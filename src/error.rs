//! Error types shared by the packet path and the interface layer

use thiserror::Error;

use crate::network::packet::PacketError;

#[derive(Error, Debug)]
pub enum Error {
    #[error("I/O error: {0}")]
    Io(#[from] std::io::Error),

    #[error("device closed")]
    Closed,

    #[error("malformed packet: {0}")]
    Packet(#[from] PacketError),

    #[error("command `{command}` failed: {reason}")]
    Command { command: String, reason: String },
}

impl Error {
    /// Errors raised by the device itself rather than by packet contents.
    ///
    /// These are expected once shutdown has been requested and are swallowed by the dispatch loop.
    pub fn is_transport(&self) -> bool {
        matches!(self, Error::Io(_) | Error::Closed)
    }
}

pub type Result<T> = std::result::Result<T, Error>;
········
◆ **Action item**: Every record is to be repeated exactly as it stands above.

◆ **Answer area**:
filename src/error.rs
//! Error types shared by the packet path and the interface layer

use thiserror::Error;

use crate::network::packet::PacketError;

#[derive(Error, Debug)]
pub enum Error {
    #[error("I/O error: {0}")]
    Io(#[from] std::io::Error),

    #[error("device closed")]
    Closed,

    #[error("malformed packet: {0}")]
    Packet(#[from] PacketError),

    #[error("command `{command}` failed: {reason}")]
    Command { command: String, reason: String },
}

impl Error {
    /// Errors raised by the device itself rather than by packet contents.
    ///
    /// These are expected once shutdown has been requested and are swallowed by the dispatch loop.
    pub fn is_transport(&self) -> bool {
        matches!(self, Error::Io(_) | Error::Closed)
    }
}

pub type Result<T> = std::result::Result<T, Error>;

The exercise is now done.